Le Gouvernement de Ceuta « espère » que l'État injectera « bientôt » des fonds pour prendre en charge les mineurs migrants
CEUTA 15 octobre ( ) –
Le porte-parole du gouvernement de Ceuta, Alejandro Ramírez, « espère » que l'État injectera « bientôt » les fonds budgétaires promis pour répondre à la prise en charge des mineurs migrants sous sa tutelle.
« Ils font tout leur possible pour parvenir à une formule, indépendamment de la conclusion d'accords (sur la loi sur l'immigration) », a déclaré Ramírez ce mardi, lors de la conférence de presse qui a suivi le Conseil de gouvernement.

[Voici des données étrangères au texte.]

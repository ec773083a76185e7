//! Per-stage frame timing, kept outside the solver.
//!
//! The profiler is an optional observer: it accumulates one duration sample
//! per pipeline stage per frame and logs the averages once per report
//! interval, then zeroes itself. The solver core never depends on it;
//! [`profiled_step`] runs the same pipeline as
//! [`FlipSimulation2D::step`](crate::FlipSimulation2D::step) with timing
//! samples between stages.

use std::time::{Duration, Instant};

use crate::sensor::Accelerometer;
use crate::FlipSimulation2D;

/// Pipeline stages in execution order.
#[derive(Clone, Copy, Debug, PartialEq, Eq)]
pub enum Stage {
    Sensor,
    Integrate,
    Separate,
    TransferToGrid,
    Pressure,
    TransferToParticles,
    Classify,
}

const STAGE_COUNT: usize = 7;

const STAGE_NAMES: [&str; STAGE_COUNT] = [
    "sensor", "integrate", "separate", "to-grid", "solve", "to-particles", "classify",
];

/// Accumulates per-stage microseconds and reports through `log::info!`.
pub struct FrameProfiler {
    accum_us: [u64; STAGE_COUNT],
    frames: u32,
    last_report: Instant,
    report_interval: Duration,
}

impl FrameProfiler {
    pub fn new(report_interval: Duration) -> Self {
        Self {
            accum_us: [0; STAGE_COUNT],
            frames: 0,
            last_report: Instant::now(),
            report_interval,
        }
    }

    /// Record one stage sample for the current frame.
    pub fn record(&mut self, stage: Stage, elapsed: Duration) {
        self.accum_us[stage as usize] += elapsed.as_micros() as u64;
    }

    /// Close out a frame; logs and resets once per report interval.
    pub fn end_frame(&mut self) {
        self.frames += 1;
        if self.last_report.elapsed() < self.report_interval {
            return;
        }

        let frames = self.frames.max(1) as u64;
        let avg: Vec<String> = STAGE_NAMES
            .iter()
            .zip(&self.accum_us)
            .map(|(name, &us)| format!("{}:{}us", name, us / frames))
            .collect();
        log::info!("[{} fps] {}", self.frames, avg.join("  "));

        self.accum_us = [0; STAGE_COUNT];
        self.frames = 0;
        self.last_report = Instant::now();
    }

    /// Accumulated microseconds for one stage (for tests and dashboards).
    pub fn accumulated_us(&self, stage: Stage) -> u64 {
        self.accum_us[stage as usize]
    }

    /// Frames accumulated since the last report.
    pub fn frames(&self) -> u32 {
        self.frames
    }
}

/// Run one full simulation frame with per-stage timing.
///
/// Identical stage order to [`FlipSimulation2D::step`], with the sensor read
/// as the first stage when a sensor is present.
pub fn profiled_step(
    sim: &mut FlipSimulation2D,
    sensor: Option<&mut dyn Accelerometer>,
    dt: f32,
    profiler: &mut FrameProfiler,
) {
    let mut t = Instant::now();
    let mut lap = |profiler: &mut FrameProfiler, stage: Stage| {
        let now = Instant::now();
        profiler.record(stage, now - t);
        t = now;
    };

    if let Some(imu) = sensor {
        sim.sample_accelerometer(imu);
    }
    lap(profiler, Stage::Sensor);

    sim.integrate(dt);
    lap(profiler, Stage::Integrate);

    sim.separate();
    lap(profiler, Stage::Separate);

    sim.transfer_to_grid();
    lap(profiler, Stage::TransferToGrid);

    sim.project(dt);
    lap(profiler, Stage::Pressure);

    sim.transfer_to_particles();
    lap(profiler, Stage::TransferToParticles);

    sim.classify();
    lap(profiler, Stage::Classify);

    profiler.end_frame();
}

#[cfg(test)]
mod tests {
    use super::*;

    #[test]
    fn test_record_accumulates() {
        let mut profiler = FrameProfiler::new(Duration::from_secs(3600));
        profiler.record(Stage::Pressure, Duration::from_micros(120));
        profiler.record(Stage::Pressure, Duration::from_micros(80));

        assert_eq!(profiler.accumulated_us(Stage::Pressure), 200);
        assert_eq!(profiler.accumulated_us(Stage::Classify), 0);
    }

    #[test]
    fn test_report_resets_counters() {
        // Zero interval: every end_frame reports and resets
        let mut profiler = FrameProfiler::new(Duration::ZERO);
        profiler.record(Stage::Integrate, Duration::from_micros(50));
        profiler.end_frame();

        assert_eq!(profiler.accumulated_us(Stage::Integrate), 0);
        assert_eq!(profiler.frames(), 0);
    }

    #[test]
    fn test_profiled_step_runs_pipeline() {
        let mut sim = FlipSimulation2D::new(64, 42);
        let mut profiler = FrameProfiler::new(Duration::from_secs(3600));

        profiled_step(&mut sim, None, 1.0 / 60.0, &mut profiler);

        assert_eq!(profiler.frames(), 1);
        assert_eq!(sim.particles.len(), 64);
    }
}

Il a évoqué la rencontre tenue entre le président de la Ville, Juan Vivas, le conseiller de la Présidence et de l'Intérieur, Alberto Gaitán, et la ministre de la Jeunesse et de l'Enfance, Sira Rego, à laquelle il était également présent.
« J'étais présent à cette réunion et j'ai constaté l'inquiétude et les connaissances très approfondies de la part de la ministre et de son équipe. Nous savons qu'ils recherchent une solution immédiate », a-t-il déclaré. Il a reconnu que les dates n'avaient pas encore été envisagées, mais il espère que l'aide arrivera « le plus tôt possible ».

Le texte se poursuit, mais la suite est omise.